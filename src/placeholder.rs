//! Placeholder audio for the "download" flow.
//!
//! Nothing here encodes speech. A [`PlaceholderAudio`] is a fixed MPEG frame
//! header tagged with an estimated duration, standing in for a real recording
//! until one exists.

use std::path::Path;

use crate::error::CatalogError;
use crate::voice::Utterance;
use crate::SpeechPlatform;

/// Single MPEG-1 Layer III frame header (128 kbit/s, 44.1 kHz) padded to
/// 16 bytes.
pub const MP3_FRAME_HEADER: [u8; 16] = [
    0xFF, 0xFB, 0x90, 0x00, 0x00, 0x00, 0x00, 0x00, 0x00, 0x00, 0x00, 0x00, 0x00, 0x00, 0x00,
    0x00,
];

pub const MIME_TYPE: &str = "audio/mpeg";

/// File stem used when the user gives no name.
pub const DEFAULT_FILE_STEM: &str = "voice-output";

const CHARS_PER_WORD: usize = 5;
const WORDS_PER_MINUTE: usize = 100;

/// Stand-in audio clip for a piece of text.
#[derive(Debug, Clone, PartialEq, Eq)]
pub struct PlaceholderAudio {
    pub bytes: Vec<u8>,
    /// Estimated speaking time in whole seconds, at least 1
    pub duration_secs: u64,
}

impl PlaceholderAudio {
    /// Clip for `text`. Surrounding whitespace does not count towards the
    /// estimate.
    pub fn for_text(text: &str) -> Self {
        Self {
            bytes: MP3_FRAME_HEADER.to_vec(),
            duration_secs: estimate_duration_secs(text.trim().chars().count()),
        }
    }

    /// Speak `utterance` over anything already playing and return the clip
    /// standing in for its audio.
    ///
    /// The clip is only built once the platform has accepted the request.
    pub fn generate<P: SpeechPlatform + ?Sized>(
        platform: &P,
        utterance: &Utterance,
    ) -> Result<Self, CatalogError> {
        if utterance.text.trim().is_empty() {
            return Err(CatalogError::InvalidUtterance("text is empty".to_string()));
        }
        platform.speak_now(utterance)?;
        let clip = Self::for_text(&utterance.text);
        log::info!(
            "Placeholder audio ready: {} characters, about {}",
            utterance.text.trim().chars().count(),
            clip.duration_label()
        );
        Ok(clip)
    }

    pub fn mime_type(&self) -> &'static str {
        MIME_TYPE
    }

    /// Estimated duration rendered as `m:ss`.
    pub fn duration_label(&self) -> String {
        format_time(self.duration_secs as f64)
    }

    /// Write the clip to a file.
    pub fn write_to(&self, path: &Path) -> Result<(), std::io::Error> {
        std::fs::write(path, &self.bytes)
    }
}

/// Estimated speaking time for `chars` characters.
///
/// Assumes five characters per word and a hundred words per minute. Both
/// the word count and the result are floored at one.
pub fn estimate_duration_secs(chars: usize) -> u64 {
    let words = (chars / CHARS_PER_WORD).max(1);
    let secs = words * 60 / WORDS_PER_MINUTE;
    secs.max(1) as u64
}

/// Render seconds as `m:ss`. Non-finite or negative input renders `0:00`.
pub fn format_time(seconds: f64) -> String {
    if !seconds.is_finite() || seconds < 0.0 {
        return "0:00".to_string();
    }
    let total = seconds.floor() as u64;
    format!("{}:{:02}", total / 60, total % 60)
}

/// Download file name for a user-supplied stem.
pub fn download_filename(stem: &str) -> String {
    let stem = stem.trim();
    let stem = if stem.is_empty() { DEFAULT_FILE_STEM } else { stem };
    format!("{stem}.mp3")
}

— ASSIGNMENT —
Would you retype the full listing without altering a single word?

— ANSWER SECTION —
filename src/placeholder.rs
//! Placeholder audio for the "download" flow.
//!
//! Nothing here encodes speech. A [`PlaceholderAudio`] is a fixed MPEG frame
//! header tagged with an estimated duration, standing in for a real recording
//! until one exists.

use std::path::Path;

use crate::error::CatalogError;
use crate::voice::Utterance;
use crate::SpeechPlatform;

/// Single MPEG-1 Layer III frame header (128 kbit/s, 44.1 kHz) padded to
/// 16 bytes.
pub const MP3_FRAME_HEADER: [u8; 16] = [
    0xFF, 0xFB, 0x90, 0x00, 0x00, 0x00, 0x00, 0x00, 0x00, 0x00, 0x00, 0x00, 0x00, 0x00, 0x00,
    0x00,
];

pub const MIME_TYPE: &str = "audio/mpeg";

/// File stem used when the user gives no name.
pub const DEFAULT_FILE_STEM: &str = "voice-output";

const CHARS_PER_WORD: usize = 5;
const WORDS_PER_MINUTE: usize = 100;

/// Stand-in audio clip for a piece of text.
#[derive(Debug, Clone, PartialEq, Eq)]
pub struct PlaceholderAudio {
    pub bytes: Vec<u8>,
    /// Estimated speaking time in whole seconds, at least 1
    pub duration_secs: u64,
}

impl PlaceholderAudio {
    /// Clip for `text`. Surrounding whitespace does not count towards the
    /// estimate.
    pub fn for_text(text: &str) -> Self {
        Self {
            bytes: MP3_FRAME_HEADER.to_vec(),
            duration_secs: estimate_duration_secs(text.trim().chars().count()),
        }
    }

    /// Speak `utterance` over anything already playing and return the clip
    /// standing in for its audio.
    ///
    /// The clip is only built once the platform has accepted the request.
    pub fn generate<P: SpeechPlatform + ?Sized>(
        platform: &P,
        utterance: &Utterance,
    ) -> Result<Self, CatalogError> {
        if utterance.text.trim().is_empty() {
            return Err(CatalogError::InvalidUtterance("text is empty".to_string()));
        }
        platform.speak_now(utterance)?;
        let clip = Self::for_text(&utterance.text);
        log::info!(
            "Placeholder audio ready: {} characters, about {}",
            utterance.text.trim().chars().count(),
            clip.duration_label()
        );
        Ok(clip)
    }

    pub fn mime_type(&self) -> &'static str {
        MIME_TYPE
    }

    /// Estimated duration rendered as `m:ss`.
    pub fn duration_label(&self) -> String {
        format_time(self.duration_secs as f64)
    }

    /// Write the clip to a file.
    pub fn write_to(&self, path: &Path) -> Result<(), std::io::Error> {
        std::fs::write(path, &self.bytes)
    }
}

/// Estimated speaking time for `chars` characters.
///
/// Assumes five characters per word and a hundred words per minute. Both
/// the word count and the result are floored at one.
pub fn estimate_duration_secs(chars: usize) -> u64 {
    let words = (chars / CHARS_PER_WORD).max(1);
    let secs = words * 60 / WORDS_PER_MINUTE;
    secs.max(1) as u64
}

/// Render seconds as `m:ss`. Non-finite or negative input renders `0:00`.
pub fn format_time(seconds: f64) -> String {
    if !seconds.is_finite() || seconds < 0.0 {
        return "0:00".to_string();
    }
    let total = seconds.floor() as u64;
    format!("{}:{:02}", total / 60, total % 60)
}

/// Download file name for a user-supplied stem.
pub fn download_filename(stem: &str) -> String {
    let stem = stem.trim();
    let stem = if stem.is_empty() { DEFAULT_FILE_STEM } else { stem };
    format!("{stem}.mp3")
}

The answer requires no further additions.